Dr. Scott C. Baraban, who holds the William K. Bowes Jr. Endowed Chair in Neuroscience Research at UCSF, and colleagues took medial ganglionic eminence (MGE) cells, which inhibit signaling in overactive nerve circuits, and transplanted them in the area of the brain associated with seizures.
While previous research focusing on different cell types proved unsuccessful, Baraban´s team was able to control the seizures in epileptic mice following the transplantation. The results of their work, which is reportedly the first ever successful attempt to stop seizures in mouse models of adult human epilepsy, were published Sunday in the online edition of the journal Nature Neuroscience.
“Our results are an encouraging step toward using inhibitory neurons for cell transplantation in adults with severe forms of epilepsy,” Baraban, whose work was funded by the National Institutes of Health (NIH) and by the California Institute of Regenerative Medicine, said in a statement. “This procedure offers the possibility of controlling seizures and rescuing cognitive deficits in these patients.”
According to the researchers, epileptic seizures often lead to severe muscle contractions and a possible loss of consciousness. As a result, the patient can lose control of his or her body, falling and potentially becoming seriously injured. These seizures occur when too many excitatory nerves in the brain fire at the same time.
However, the UCSF researchers report that the inhibitory cells they implanted into the mice “quenched this synchronous, nerve-signaling firestorm, eliminating seizures in half of the treated mice and dramatically reducing the number of spontaneous seizures in the rest.”
“These cells migrate widely and integrate into the adult brain as new inhibitory neurons,” Baraban explained. “This is the first report in a mouse model of adult epilepsy in which mice that already were having seizures stopped having seizures after treatment.”
The model that the UCSF team worked on was designed to resemble an especially severe form of human epilepsy known as mesial temporal lobe epilepsy. Mesial temporal lobe epilepsy is typically resistant to medication, and in this condition, the seizures are believed to originate in the hippocampus.

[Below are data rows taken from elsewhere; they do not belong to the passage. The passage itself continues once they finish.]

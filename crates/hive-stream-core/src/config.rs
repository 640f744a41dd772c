//! Connection settings for managed sessions.

use std::{collections::HashMap, time::Duration};

use serde::{Deserialize, Serialize};

/// Default agent server address.
pub const DEFAULT_API_URL: &str = "http://localhost:8123";

/// Environment variable overriding [`ClientConfig::api_url`].
pub const API_URL_ENV: &str = "HIVE_API_URL";

/// Environment variable supplying [`ClientConfig::api_key`].
pub const API_KEY_ENV: &str = "HIVE_API_KEY";

/// How a managed session reaches the agent server.
#[derive(Debug, Clone, PartialEq, Eq, Serialize, Deserialize)]
pub struct ClientConfig {
    /// Base URL of the agent server, without a trailing slash.
    #[serde(default = "default_api_url")]
    pub api_url: String,

    /// API key sent as `x-api-key`.
    #[serde(default, skip_serializing_if = "Option::is_none")]
    pub api_key: Option<String>,

    /// Extra headers attached to every request.
    #[serde(default)]
    pub headers: HashMap<String, String>,

    /// Per-request timeout. Streams are not subject to it once established.
    #[serde(default, with = "timeout_secs", skip_serializing_if = "Option::is_none")]
    pub timeout: Option<Duration>,
}

fn default_api_url() -> String {
    DEFAULT_API_URL.to_string()
}

impl Default for ClientConfig {
    fn default() -> Self {
        Self {
            api_url: default_api_url(),
            api_key: None,
            headers: HashMap::new(),
            timeout: None,
        }
    }
}

impl ClientConfig {
    /// Create a config pointing at `api_url`.
    #[must_use]
    pub fn new(api_url: impl Into<String>) -> Self {
        Self {
            api_url: api_url.into(),
            ..Self::default()
        }
    }

    /// Build a config from `HIVE_API_URL` / `HIVE_API_KEY`, defaulting the rest.
    #[must_use]
    pub fn from_env() -> Self {
        Self::from_lookup(|key| std::env::var(key).ok())
    }

    fn from_lookup(lookup: impl Fn(&str) -> Option<String>) -> Self {
        let mut config = Self::default();
        if let Some(url) = lookup(API_URL_ENV).filter(|u| !u.trim().is_empty()) {
            config.api_url = url;
        }
        config.api_key = lookup(API_KEY_ENV).filter(|k| !k.trim().is_empty());
        config
    }

    /// Set the API key.
    #[must_use]
    pub fn with_api_key(mut self, key: impl Into<String>) -> Self {
        self.api_key = Some(key.into());
        self
    }

    /// Add an extra header.
    #[must_use]
    pub fn with_header(mut self, name: impl Into<String>, value: impl Into<String>) -> Self {
        self.headers.insert(name.into(), value.into());
        self
    }

    /// Set the request timeout.
    #[must_use]
    pub const fn with_timeout(mut self, timeout: Duration) -> Self {
        self.timeout = Some(timeout);
        self
    }

    /// Join `path` onto the base URL.
    #[must_use]
    pub fn endpoint(&self, path: &str) -> String {
        format!(
            "{}/{}",
            self.api_url.trim_end_matches('/'),
            path.trim_start_matches('/')
        )
    }
}

mod timeout_secs {
    use std::time::Duration;

    use serde::{Deserialize, Deserializer, Serializer};

    #[allow(clippy::ref_option)]
    pub fn serialize<S: Serializer>(value: &Option<Duration>, ser: S) -> Result<S::Ok, S::Error> {
        match value {
            Some(d) => ser.serialize_some(&d.as_secs_f64()),
            None => ser.serialize_none(),
        }
    }

    pub fn deserialize<'de, D: Deserializer<'de>>(de: D) -> Result<Option<Duration>, D::Error> {
        Option::<f64>::deserialize(de)?
            .map(|secs| Duration::try_from_secs_f64(secs).map_err(serde::de::Error::custom))
            .transpose()
    }
}
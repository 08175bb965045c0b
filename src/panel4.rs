use std::f64::consts::PI;

use tracing::debug;

use crate::config::KernelConfig;
use crate::error::{GeometryError, Result};
use crate::frame::Frame3d;
use crate::integrals::polygon_n4023;
use crate::math::{angle_between_deg, points_coincide, Point3, Vector3, LENGTH_PRECISION};
use crate::panel3::{near_polygon_edge, point_doublet, point_source, Influence};
use crate::vortex::ring_induced_velocity;

/// Chordwise position of the bound vortex, as a fraction of the panel chord.
pub const VORTEX_POSITION: f64 = 0.25;

/// Chordwise position of the control point, as a fraction of the panel chord.
pub const CONTROL_POSITION: f64 = 0.75;

/// Distance below which two corners count as one for the collocation point.
const CORNER_MERGE_DISTANCE: f64 = 1.0e-3;

/// A quadrilateral panel of a lifting surface.
///
/// The corners are the leading and trailing nodes of the left side `A` and
/// of the right side `B`, stored in ring order `[LA, TA, TB, LB]`:
///
/// ```text
///  LA ---- LB
///   |      |     | freestream
///   |      |     v
///  TA ---- TB
/// ```
///
/// The normal is `(TB - LA) × (LB - TA)`. The local frame has its origin at
/// the collocation point, its y-axis towards the middle of side `B` and its
/// z-axis along the normal.
#[derive(Debug, Clone, PartialEq)]
pub struct Panel4 {
    nodes: [Point3; 4],
    frame: Frame3d,
    area: f64,
    max_size: f64,
    vortex_a: Point3,
    vortex_b: Point3,
    control_point: Point3,
    null: bool,
}

impl Panel4 {
    /// Creates a panel from its leading and trailing corners.
    ///
    /// A panel with no area is null and induces nothing. Coincident corners
    /// are allowed, so triangular panels can be built from a collapsed side.
    #[must_use]
    pub fn new(la: Point3, lb: Point3, ta: Point3, tb: Point3) -> Self {
        let nodes = [la, ta, tb, lb];
        let cross = (tb - la).cross(&(lb - ta));
        let area = cross.norm() / 2.0;

        let mut sum = la.coords;
        let mut count = 1.0;
        for (prev, next) in [(&la, &lb), (&lb, &tb), (&tb, &ta)] {
            if !points_coincide(prev, next, CORNER_MERGE_DISTANCE) {
                sum += next.coords;
                count += 1.0;
            }
        }
        let collocation = Point3::from(sum / count);

        let lerp = |p: &Point3, q: &Point3, t: f64| p + (q - p) * t;
        let vortex_a = lerp(&la, &ta, VORTEX_POSITION);
        let vortex_b = lerp(&lb, &tb, VORTEX_POSITION);
        let control_point = nalgebra::center(
            &lerp(&la, &ta, CONTROL_POSITION),
            &lerp(&lb, &tb, CONTROL_POSITION),
        );

        let side_b = nalgebra::center(&lb, &tb) - collocation;
        let trailing = nalgebra::center(&tb, &ta) - collocation;
        let max_size = side_b.norm().max(trailing.norm());

        let normal = if area > 0.0 { cross / (2.0 * area) } else { Vector3::zeros() };
        let frame = Frame3d::new(collocation, side_b.cross(&normal), normal);

        let tiny = LENGTH_PRECISION * LENGTH_PRECISION;
        let null = area < tiny || side_b.norm() < LENGTH_PRECISION;
        if null {
            debug!(area, "null quad panel");
        }

        Self {
            nodes,
            frame,
            area: if null { 0.0 } else { area },
            max_size,
            vortex_a,
            vortex_b,
            control_point,
            null,
        }
    }

    /// Creates a panel, rejecting null geometry.
    ///
    /// # Errors
    ///
    /// Returns [`GeometryError::Degenerate`] if the panel is null.
    pub fn try_new(la: Point3, lb: Point3, ta: Point3, tb: Point3) -> Result<Self> {
        let panel = Self::new(la, lb, ta, tb);
        if panel.null {
            return Err(GeometryError::Degenerate("null quad panel".into()).into());
        }
        Ok(panel)
    }

    /// Returns the corners in ring order `[LA, TA, TB, LB]`.
    #[must_use]
    pub fn nodes(&self) -> &[Point3; 4] {
        &self.nodes
    }

    /// Returns corner `i` in ring order, modulo 4.
    #[must_use]
    pub fn node(&self, i: usize) -> &Point3 {
        &self.nodes[i % 4]
    }

    #[must_use]
    pub fn la(&self) -> &Point3 {
        &self.nodes[0]
    }

    #[must_use]
    pub fn ta(&self) -> &Point3 {
        &self.nodes[1]
    }

    #[must_use]
    pub fn tb(&self) -> &Point3 {
        &self.nodes[2]
    }

    #[must_use]
    pub fn lb(&self) -> &Point3 {
        &self.nodes[3]
    }

    /// Returns the average of the distinct corners.
    #[must_use]
    pub fn collocation_point(&self) -> &Point3 {
        self.frame.origin()
    }

    #[must_use]
    pub fn normal(&self) -> &Vector3 {
        self.frame.k()
    }

    #[must_use]
    pub fn frame(&self) -> &Frame3d {
        &self.frame
    }

    #[must_use]
    pub fn area(&self) -> f64 {
        self.area
    }

    /// Returns the larger distance from the collocation point to the middle
    /// of side `B` or of the trailing edge.
    #[must_use]
    pub fn max_size(&self) -> f64 {
        self.max_size
    }

    /// Returns the left end of the bound vortex, at ¼ chord on side `A`.
    #[must_use]
    pub fn vortex_a(&self) -> &Point3 {
        &self.vortex_a
    }

    /// Returns the right end of the bound vortex, at ¼ chord on side `B`.
    #[must_use]
    pub fn vortex_b(&self) -> &Point3 {
        &self.vortex_b
    }

    /// Returns the control point, at ¾ chord in the middle of the span.
    #[must_use]
    pub fn control_point(&self) -> &Point3 {
        &self.control_point
    }

    #[must_use]
    pub fn is_null(&self) -> bool {
        self.null
    }

    /// Returns the warp angle in degrees.
    ///
    /// Each diagonal splits the panel into two triangles; the warp is the
    /// smaller of the two angles between the triangle normals. Panels with a
    /// collapsed corner have no warp.
    #[must_use]
    pub fn warp_angle(&self) -> f64 {
        let [n0, n1, n2, n3] = self.nodes;
        let normal = |a: &Point3, b: &Point3, c: &Point3| (b - a).cross(&(c - a));
        let halves = [
            (normal(&n0, &n1, &n2), normal(&n0, &n2, &n3)),
            (normal(&n0, &n1, &n3), normal(&n1, &n2, &n3)),
        ];
        let tiny = LENGTH_PRECISION * LENGTH_PRECISION;
        if halves.iter().any(|(u, v)| u.norm() < tiny || v.norm() < tiny) {
            return 0.0;
        }
        halves
            .iter()
            .map(|(u, v)| angle_between_deg(u, v))
            .fold(f64::INFINITY, f64::min)
    }

    /// Returns the smallest interior angle in degrees.
    #[must_use]
    pub fn min_angle(&self) -> f64 {
        (0..4)
            .map(|i| {
                let corner = &self.nodes[i];
                let prev = &self.nodes[(i + 3) % 4];
                let next = &self.nodes[(i + 1) % 4];
                angle_between_deg(&(prev - corner), &(next - corner))
            })
            .fold(f64::INFINITY, f64::min)
    }

    /// Returns `true` if `pt` lies within `core_radius` of a side, between
    /// its end points.
    #[must_use]
    pub fn is_edge_point(&self, pt: &Point3, core_radius: f64) -> bool {
        near_polygon_edge(&self.nodes, pt, core_radius)
    }

    /// Returns `true` if `pt` is beyond the far-field distance of the panel.
    #[must_use]
    pub fn is_far_field(&self, pt: &Point3, config: &KernelConfig) -> bool {
        (pt - self.frame.origin()).norm() > config.far_field_factor * self.max_size
    }

    /// Returns the influence of a unit uniform source, switching to the
    /// point-source approximation in the far field.
    #[must_use]
    pub fn source_influence(
        &self,
        pt: &Point3,
        self_influence: bool,
        config: &KernelConfig,
    ) -> Influence {
        if self.null {
            return Influence::default();
        }
        if !self_influence && self.is_far_field(pt, config) {
            return point_source(self.frame.origin(), self.area, pt);
        }
        self.source_n4023(pt, self_influence, config.core_radius)
    }

    /// Returns the influence of a unit uniform doublet, switching to the
    /// point-doublet approximation in the far field.
    #[must_use]
    pub fn doublet_influence(
        &self,
        pt: &Point3,
        self_influence: bool,
        config: &KernelConfig,
    ) -> Influence {
        if self.null {
            return Influence::default();
        }
        if !self_influence && self.is_far_field(pt, config) {
            return point_doublet(self.frame.origin(), self.frame.k(), self.area, pt);
        }
        self.doublet_n4023(pt, self_influence, config.core_radius)
    }

    /// Source influence from the NASA CR-4023 closed form.
    ///
    /// With `self_influence` the velocity is the exterior limit `2π·n`.
    #[must_use]
    pub fn source_n4023(&self, pt: &Point3, self_influence: bool, core_radius: f64) -> Influence {
        if self.null {
            return Influence::default();
        }
        let sums = polygon_n4023(&self.nodes, &self.frame, pt, core_radius, true);
        let velocity = if self_influence {
            self.frame.k() * (2.0 * PI)
        } else {
            sums.source_velocity
        };
        Influence {
            potential: sums.source_potential,
            velocity,
        }
    }

    /// Uniform doublet influence from the NASA CR-4023 closed form.
    ///
    /// With `self_influence` the potential is `2π`, the limit on the side
    /// opposite the normal.
    #[must_use]
    pub fn doublet_n4023(&self, pt: &Point3, self_influence: bool, core_radius: f64) -> Influence {
        if self.null {
            return Influence::default();
        }
        let sums = polygon_n4023(&self.nodes, &self.frame, pt, core_radius, true);
        Influence {
            potential: if self_influence { 2.0 * PI } else { sums.doublet_potential },
            velocity: sums.doublet_velocity,
        }
    }

    /// Velocity induced by a vortex ring of unit circulation along the four
    /// sides, with the configured core model.
    ///
    /// The ring is equivalent to a uniform doublet of strength `1/(4π)`.
    #[must_use]
    pub fn vortex_ring_velocity(&self, pt: &Point3, config: &KernelConfig) -> Vector3 {
        if self.null {
            return Vector3::zeros();
        }
        ring_induced_velocity(&self.nodes, pt, config.core_radius, config.vortex_model)
    }
}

While the transplantation into this region of the brain proved successful, transplants into the amygdala — a region of the brain involved in memory and emotion — was unable to end seizure activity in this same mouse model, Baraban´s team said. Furthermore, in addition to reducing seizures, the mice treated in this way became less agitated and less hyperactive, and also performed better in water-maze tests, they added.